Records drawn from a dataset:
┄┄┄┄┄┄┄┄┄┄

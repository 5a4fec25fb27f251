//! Property tests for the rule-based predictor and its derivations
//!
//! - Rule-based output is never negative
//! - Raising humidity within one tier band never lowers the prediction
//! - Probability is a non-decreasing step function of rainfall
//! - Final predictions are rounded to two decimals

use chrono::NaiveDate;
use proptest::prelude::*;
use shared::{
    base_amount, calculate_rain_probability, forecast, preprocess_input, pressure_factor,
    rule_based_prediction, temperature_factor, Coordinates, GeoError, GeoResult,
    WeatherObservation, FEATURE_COUNT, HUMIDITY_CLOUD_TIERS,
};

fn humidity_strategy() -> impl Strategy<Value = f64> {
    -50.0f64..150.0
}

fn cloud_strategy() -> impl Strategy<Value = f64> {
    -50.0f64..150.0
}

fn temperature_strategy() -> impl Strategy<Value = f64> {
    -60.0f64..60.0
}

fn pressure_strategy() -> impl Strategy<Value = f64> {
    900.0f64..1100.0
}

fn lookup_strategy() -> impl Strategy<Value = GeoResult> {
    prop_oneof![
        (-90.0f64..90.0, -180.0f64..180.0)
            .prop_map(|(lat, lon)| GeoResult::Ok(Coordinates::new(lat, lon))),
        Just(GeoResult::Err(GeoError::Timeout)),
        Just(GeoResult::Err(GeoError::NotFound("nowhere".to_string()))),
    ]
}

fn season_strategy() -> impl Strategy<Value = String> {
    prop_oneof![
        Just("winter".to_string()),
        Just("Spring".to_string()),
        Just("SUMMER".to_string()),
        Just("autumn".to_string()),
        Just("monsoon".to_string()),
        Just("pre-monsoon".to_string()),
        Just("post-monsoon".to_string()),
        "[a-z]{0,8}",
    ]
}

fn location_strategy() -> impl Strategy<Value = String> {
    prop_oneof![
        Just("London".to_string()),
        Just("Mangalore".to_string()),
        Just("Atacama Desert".to_string()),
        Just("Bellary".to_string()),
        "[A-Za-z ]{0,20}",
    ]
}

fn is_two_decimal(value: f64) -> bool {
    ((value * 100.0).round() - value * 100.0).abs() < 1e-6
}

proptest! {
    #![proptest_config(ProptestConfig::with_cases(200))]

    #[test]
    fn prop_rule_based_never_negative(
        humidity in humidity_strategy(),
        cloud in cloud_strategy(),
        temperature in temperature_strategy(),
        pressure in pressure_strategy()
    ) {
        let result = rule_based_prediction(humidity, cloud, temperature, pressure);
        prop_assert!(result >= 0.0);
        prop_assert!(is_two_decimal(result));
    }

    /// Cloud cover is kept inside the tier's band so no higher tier can
    /// apply; humidity then only moves the linear term.
    #[test]
    fn prop_humidity_monotonic_within_tier(
        tier_index in 0usize..4,
        cloud_fraction in 0.01f64..1.0,
        humidity_a in 0.01f64..50.0,
        humidity_b in 0.01f64..50.0,
        temperature in temperature_strategy(),
        pressure in pressure_strategy()
    ) {
        let tier = HUMIDITY_CLOUD_TIERS[tier_index];
        let cloud_ceiling = if tier_index == 0 {
            100.0
        } else {
            HUMIDITY_CLOUD_TIERS[tier_index - 1].cloud_above
        };
        let cloud = tier.cloud_above + cloud_fraction * (cloud_ceiling - tier.cloud_above);
        let (lo, hi) = if humidity_a <= humidity_b {
            (humidity_a, humidity_b)
        } else {
            (humidity_b, humidity_a)
        };
        let low = tier.humidity_above + lo;
        let high = tier.humidity_above + hi;

        let base_low = base_amount(low, cloud);
        let base_high = base_amount(high, cloud);
        prop_assert!(base_low > 0.0);
        prop_assert!(base_high >= base_low);

        let factors = temperature_factor(temperature) * pressure_factor(pressure);
        if factors >= 0.0 {
            prop_assert!(base_high * factors >= base_low * factors);
        }
    }

    #[test]
    fn prop_probability_non_decreasing(a in 0.0f64..100.0, b in 0.0f64..100.0) {
        let (lo, hi) = if a <= b { (a, b) } else { (b, a) };
        prop_assert!(calculate_rain_probability(lo) <= calculate_rain_probability(hi));
    }

    #[test]
    fn prop_forecast_non_negative_and_rounded(
        location in location_strategy(),
        season in season_strategy(),
        humidity in humidity_strategy(),
        cloud in cloud_strategy(),
        temperature in temperature_strategy(),
        pressure in pressure_strategy(),
        lookup in lookup_strategy()
    ) {
        let observation = WeatherObservation {
            location,
            date: NaiveDate::from_ymd_opt(2024, 7, 1).unwrap(),
            temperature,
            humidity,
            pressure,
            wind_speed: 5.0,
            cloud_cover: cloud,
            season,
            time_of_day: "evening".to_string(),
        };
        let breakdown = forecast(&observation, &lookup);
        prop_assert!(breakdown.result.rainfall_mm >= 0.0);
        prop_assert!(is_two_decimal(breakdown.result.rainfall_mm));
        prop_assert_eq!(
            breakdown.result.probability_pct,
            calculate_rain_probability(breakdown.result.rainfall_mm)
        );

        let features = preprocess_input(&observation, None);
        prop_assert_eq!(features.len(), FEATURE_COUNT);
        prop_assert_eq!(features[5], 7.0);
        prop_assert_eq!(features[6], 1.0);
    }
}

#[test]
fn test_probability_ladder() {
    let points = [0.0, 0.5, 3.0, 7.0, 15.0, 25.0];
    let expected = [0, 20, 40, 60, 80, 95];
    for (mm, pct) in points.iter().zip(expected) {
        assert_eq!(calculate_rain_probability(*mm), pct);
    }
}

┄┄┄┄┄┄┄┄┄┄

| WHAT THIS TASK INVOLVES |
Throughout the data above, report every line that contains the string "expected".

| RESULT OF THIS TASK |
    let expected = [0, 20, 40, 60, 80, 95];
    for (mm, pct) in points.iter().zip(expected) {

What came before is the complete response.